In the absence of any other recommendations my go-to list has traditionally been the BBC's database of Building A Library recommendations. For Smetana's first quartet Geoffrey Smith recommended the Smetana Quartet on Supraphon (either the 1962 or 1976 recording), then the Alban Berg Quartet, then an old recording by the Hollywood Quartet. However, those recommendations were made back in 2003. I think the Pavel Haas recording only came out in 2015.

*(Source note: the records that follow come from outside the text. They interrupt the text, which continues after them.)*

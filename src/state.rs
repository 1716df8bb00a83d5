use crate::model::ModelRegistry;
use crate::planner::PlannerSettings;
use crate::routing::CostOracle;
use crate::store::ReadingStore;
use std::fmt;
use std::sync::Arc;

/// Shared, read-only dependencies of every request.
#[derive(Clone)]
pub struct AppState {
    pub store: Arc<dyn ReadingStore>,
    pub registry: Arc<ModelRegistry>,
    pub oracle: Arc<dyn CostOracle>,
    pub settings: Arc<PlannerSettings>,
}

impl AppState {
    pub fn new(
        store: Arc<dyn ReadingStore>,
        registry: ModelRegistry,
        oracle: Arc<dyn CostOracle>,
        settings: PlannerSettings,
    ) -> Self {
        Self {
            store,
            registry: Arc::new(registry),
            oracle,
            settings: Arc::new(settings),
        }
    }

    pub fn models_loaded(&self) -> usize {
        self.registry.len()
    }
}

impl fmt::Debug for AppState {
    fn fmt(&self, f: &mut fmt::Formatter<'_>) -> fmt::Result {
        f.debug_struct("AppState")
            .field("models_loaded", &self.registry.len())
            .field("settings", &self.settings)
            .finish_non_exhaustive()
    }
}
use crate::analytics::region_levels;
use crate::api::responses::{
    ErrorCode, ErrorResponse, ForecastSuccessResponse, HealthStatus, HealthSuccessResponse,
    RegionLevelsResponse, RouteErrorResponse, RouteRequest, RouteStatus, RouteSuccessResponse,
    SensorLevelResponse,
};
use crate::error::SchedulerError;
use crate::forecast::forecast_sensor;
use crate::planner::plan_collection;
use crate::routing::Coordinate;
use crate::series::{RegionId, SensorId};
use crate::state::AppState;
use axum::Json;
use axum::extract::rejection::{JsonRejection, PathRejection};
use axum::extract::{Path, State};
use axum::http::StatusCode;
use axum::response::{IntoResponse, Response};
use std::fmt;
use std::sync::Arc;
use time::OffsetDateTime;
use time::format_description::well_known::Rfc3339;
use tracing::{error, warn};

const INTERNAL_ERROR_MESSAGE: &str = "Internal server error";
const FALLBACK_TIMESTAMP: &str = "1970-01-01T00:00:00Z";

#[derive(Debug)]
enum TimestampError {
    Format(time::error::Format),
}

impl fmt::Display for TimestampError {
    fn fmt(&self, f: &mut fmt::Formatter<'_>) -> fmt::Result {
        match self {
            TimestampError::Format(err) => write!(f, "timestamp format error: {err}"),
        }
    }
}

pub enum RouteResponse {
    Success(RouteSuccessResponse),
    Error {
        status: StatusCode,
        body: RouteErrorResponse,
    },
}

impl IntoResponse for RouteResponse {
    fn into_response(self) -> Response {
        match self {
            RouteResponse::Success(body) => (StatusCode::OK, Json(body)).into_response(),
            RouteResponse::Error { status, body } => (status, Json(body)).into_response(),
        }
    }
}

pub async fn post_route(
    State(state): State<Arc<AppState>>,
    payload: Result<Json<RouteRequest>, JsonRejection>,
) -> impl IntoResponse {
    match payload {
        Ok(Json(request)) => build_route_response(&state, request, OffsetDateTime::now_utc()).await,
        Err(rejection) => route_error(
            StatusCode::BAD_REQUEST,
            ErrorCode::InvalidRequest,
            rejection.body_text(),
            OffsetDateTime::now_utc(),
        ),
    }
}

/// Generic success/error pair for the read-only endpoints.
pub enum ApiResponse<T> {
    Success(T),
    Error {
        status: StatusCode,
        body: ErrorResponse,
    },
}

impl<T: serde::Serialize> IntoResponse for ApiResponse<T> {
    fn into_response(self) -> Response {
        match self {
            ApiResponse::Success(body) => (StatusCode::OK, Json(body)).into_response(),
            ApiResponse::Error { status, body } => (status, Json(body)).into_response(),
        }
    }
}

pub async fn get_forecast(
    State(state): State<Arc<AppState>>,
    sensor_id: Result<Path<SensorId>, PathRejection>,
) -> impl IntoResponse {
    match sensor_id {
        Ok(Path(sensor_id)) => {
            build_forecast_response(&state, sensor_id, OffsetDateTime::now_utc()).await
        }
        Err(rejection) => api_error(
            StatusCode::BAD_REQUEST,
            ErrorCode::InvalidRequest,
            rejection.body_text(),
            OffsetDateTime::now_utc(),
        ),
    }
}

pub async fn get_region_levels(
    State(state): State<Arc<AppState>>,
    region_id: Result<Path<RegionId>, PathRejection>,
) -> impl IntoResponse {
    match region_id {
        Ok(Path(region_id)) => {
            build_region_levels_response(&state, region_id, OffsetDateTime::now_utc()).await
        }
        Err(rejection) => api_error(
            StatusCode::BAD_REQUEST,
            ErrorCode::InvalidRequest,
            rejection.body_text(),
            OffsetDateTime::now_utc(),
        ),
    }
}

pub async fn get_health(State(state): State<Arc<AppState>>) -> impl IntoResponse {
    build_health_response(&state, OffsetDateTime::now_utc())
}

async fn build_route_response(
    state: &AppState,
    request: RouteRequest,
    now: OffsetDateTime,
) -> RouteResponse {
    let origin = match parse_origin(&request) {
        Ok(origin) => origin,
        Err(err) => {
            return route_error(
                StatusCode::BAD_REQUEST,
                ErrorCode::InvalidCoordinate,
                err.to_string(),
                now,
            );
        }
    };

    let plan = plan_collection(
        origin,
        request.region_id,
        state.store.as_ref(),
        &state.registry,
        state.oracle.as_ref(),
        &state.settings,
        now,
    )
    .await;

    let plan = match plan {
        Ok(plan) => plan,
        Err(err) => {
            let (status, code) = classify(&err);
            if status.is_server_error() {
                warn!(region_id = request.region_id, error = %err, "Collection plan failed");
            }
            return route_error(status, code, err.to_string(), now);
        }
    };

    let (timestamp, next_collection) = match (format_timestamp(now), format_timestamp(plan.next_collection)) {
        (Ok(timestamp), Ok(next)) => (timestamp, next),
        _ => return route_internal_error("timestamp formatting failure"),
    };

    match plan.route {
        Some(route) => {
            let Some(link) = route.link else {
                return route_internal_error("route without stops was returned");
            };
            RouteResponse::Success(RouteSuccessResponse {
                status: RouteStatus::Routed,
                message: link,
                stops: Some(route.stops),
                unreachable: route.unreachable,
                next_collection,
                timestamp,
            })
        }
        None => RouteResponse::Success(RouteSuccessResponse {
            status: RouteStatus::NothingUrgent,
            message: format!(
                "No receptacle in region {} needs collection before {next_collection}",
                plan.region_id
            ),
            stops: None,
            unreachable: Vec::new(),
            next_collection,
            timestamp,
        }),
    }
}

fn parse_origin(request: &RouteRequest) -> Result<Coordinate, SchedulerError> {
    let latitude = request.latitude.as_f64().ok_or_else(|| {
        SchedulerError::InvalidCoordinate(format!("latitude {:?} is not a number", request.latitude))
    })?;
    let longitude = request.longitude.as_f64().ok_or_else(|| {
        SchedulerError::InvalidCoordinate(format!(
            "longitude {:?} is not a number",
            request.longitude
        ))
    })?;
    Coordinate::new(latitude, longitude)
}

fn classify(err: &SchedulerError) -> (StatusCode, ErrorCode) {
    match err {
        SchedulerError::InvalidCoordinate(_) => (StatusCode::BAD_REQUEST, ErrorCode::InvalidCoordinate),
        SchedulerError::RouteCostUnavailable(_) => {
            (StatusCode::BAD_GATEWAY, ErrorCode::RouteCostUnavailable)
        }
        SchedulerError::UntrainedModel { .. } => (StatusCode::NOT_FOUND, ErrorCode::UntrainedModel),
        SchedulerError::InsufficientHistory { .. } => {
            (StatusCode::NOT_FOUND, ErrorCode::InsufficientHistory)
        }
        SchedulerError::EmptyDataset { .. } => (StatusCode::NOT_FOUND, ErrorCode::EmptyDataset),
        SchedulerError::HorizonExhausted { .. } => {
            (StatusCode::NOT_FOUND, ErrorCode::NoCrossingWithinHorizon)
        }
        SchedulerError::Store(_) => (StatusCode::SERVICE_UNAVAILABLE, ErrorCode::StoreUnavailable),
    }
}

fn route_error(
    status: StatusCode,
    error_code: ErrorCode,
    message: String,
    now: OffsetDateTime,
) -> RouteResponse {
    match format_timestamp(now) {
        Ok(timestamp) => RouteResponse::Error {
            status,
            body: RouteErrorResponse {
                status: RouteStatus::Error,
                message,
                error_code,
                timestamp,
            },
        },
        Err(_err) => route_internal_error("timestamp formatting failure"),
    }
}

fn route_internal_error(message: &str) -> RouteResponse {
    error!(
        message = message,
        "Internal error while handling /api/collection/route"
    );
    RouteResponse::Error {
        status: StatusCode::INTERNAL_SERVER_ERROR,
        body: RouteErrorResponse {
            status: RouteStatus::Error,
            message: INTERNAL_ERROR_MESSAGE.to_string(),
            error_code: ErrorCode::InternalError,
            timestamp: now_timestamp(),
        },
    }
}

async fn build_forecast_response(
    state: &AppState,
    sensor_id: SensorId,
    now: OffsetDateTime,
) -> ApiResponse<ForecastSuccessResponse> {
    let forecast = forecast_sensor(
        sensor_id,
        state.store.as_ref(),
        &state.registry,
        &state.settings.forecast,
    )
    .await;

    match forecast {
        Ok(forecast) => match format_timestamp(forecast.predicted_timestamp) {
            Ok(predicted_timestamp) => ApiResponse::Success(ForecastSuccessResponse {
                sensor_id,
                predicted_timestamp,
                hours_until_full: forecast.hours_until_full,
                predicted_level: forecast.predicted_level,
            }),
            Err(_err) => api_internal_error("/api/forecast", "timestamp formatting failure"),
        },
        Err(err) => {
            let (status, code) = classify(&err);
            api_error(status, code, err.to_string(), now)
        }
    }
}

async fn build_region_levels_response(
    state: &AppState,
    region_id: RegionId,
    now: OffsetDateTime,
) -> ApiResponse<RegionLevelsResponse> {
    let levels = match region_levels(region_id, state.store.as_ref()).await {
        Ok(levels) => levels,
        Err(err) => {
            let (status, code) = classify(&err);
            return api_error(status, code, err.to_string(), now);
        }
    };

    let mut sensors = Vec::with_capacity(levels.sensors.len());
    for level in levels.sensors {
        let Ok(timestamp) = format_timestamp(level.timestamp) else {
            return api_internal_error("/api/regions", "timestamp formatting failure");
        };
        sensors.push(SensorLevelResponse {
            sensor_id: level.sensor_id,
            name: level.name,
            fill_level: level.fill_level,
            timestamp,
        });
    }
    match format_timestamp(now) {
        Ok(timestamp) => ApiResponse::Success(RegionLevelsResponse {
            region_id,
            sensors,
            average_fill_level: levels.average_fill_level,
            timestamp,
        }),
        Err(_err) => api_internal_error("/api/regions", "timestamp formatting failure"),
    }
}

fn build_health_response(state: &AppState, now: OffsetDateTime) -> ApiResponse<HealthSuccessResponse> {
    let models_loaded = state.models_loaded();
    let status = if models_loaded == 0 {
        HealthStatus::Degraded
    } else {
        HealthStatus::Ok
    };
    match format_timestamp(now) {
        Ok(timestamp) => ApiResponse::Success(HealthSuccessResponse {
            status,
            models_loaded,
            timestamp,
        }),
        Err(_err) => api_internal_error("/api/health", "timestamp formatting failure"),
    }
}

fn api_error<T>(
    status: StatusCode,
    error_code: ErrorCode,
    error_message: String,
    now: OffsetDateTime,
) -> ApiResponse<T> {
    ApiResponse::Error {
        status,
        body: ErrorResponse {
            error_code,
            error_message,
            timestamp: format_timestamp(now).unwrap_or_else(|_| now_timestamp()),
        },
    }
}

fn api_internal_error<T>(endpoint: &str, message: &str) -> ApiResponse<T> {
    error!(
        endpoint = endpoint,
        message = message,
        "Internal error while handling request"
    );
    ApiResponse::Error {
        status: StatusCode::INTERNAL_SERVER_ERROR,
        body: ErrorResponse {
            error_code: ErrorCode::InternalError,
            error_message: INTERNAL_ERROR_MESSAGE.to_string(),
            timestamp: now_timestamp(),
        },
    }
}

fn now_timestamp() -> String {
    format_timestamp(OffsetDateTime::now_utc()).unwrap_or_else(|err| {
        error!(error = %err, "Failed to format error timestamp");
        FALLBACK_TIMESTAMP.to_string()
    })
}

fn format_timestamp(timestamp: OffsetDateTime) -> Result<String, TimestampError> {
    timestamp.format(&Rfc3339).map_err(TimestampError::Format)
}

I often also turn to Amazon for recommendations. Reviewers of recordings on Amazon, especially of string quartet recordings, can be very perspicacious. They confirm that the Pavel Haas Quartet would be a very good choice. Smetana: String Quartets No 1 and 2: Amazon.co.uk: CDs & Vinyl

For Borodin's 2nd quartet the BBC BAL recommendations (back in 2006, again by Geoffrey Smith) were for the Borodin Quartet's recordings: first a Melodiya recording from "the 1960s" or a Decca one from 1962. I think the Melodiya one may have been reissued by Chandos Borodin: String Quartets No. 1 & 2 String Quartet Chamber Chandos Historic but I'm struggling to find this on Apple. Here is the Decca one ‎The Essential Borodin by Various Artists on Apple Music

Amazon reviewers also like the Borodin Quartet recordings, but there are also many favourable reviews for an album by the Haydn Quartet, Budapest on Naxos. Borodin: String Quartets Nos. 1 and 2: Amazon.co.uk: CDs & Vinyl Here it is on Apple ‎Borodin: String Quartets Nos. 1 and 2 by Haydn Quartet, Budapest on Apple Music

 

[Incidentally, Amazon and other websites can be helpful when I know what recording I want to hear but have struggled to find it on Apple (or Primephonic, indeed). Images of the album cover can be very helpful in picking from sometimes somewhat random lists!]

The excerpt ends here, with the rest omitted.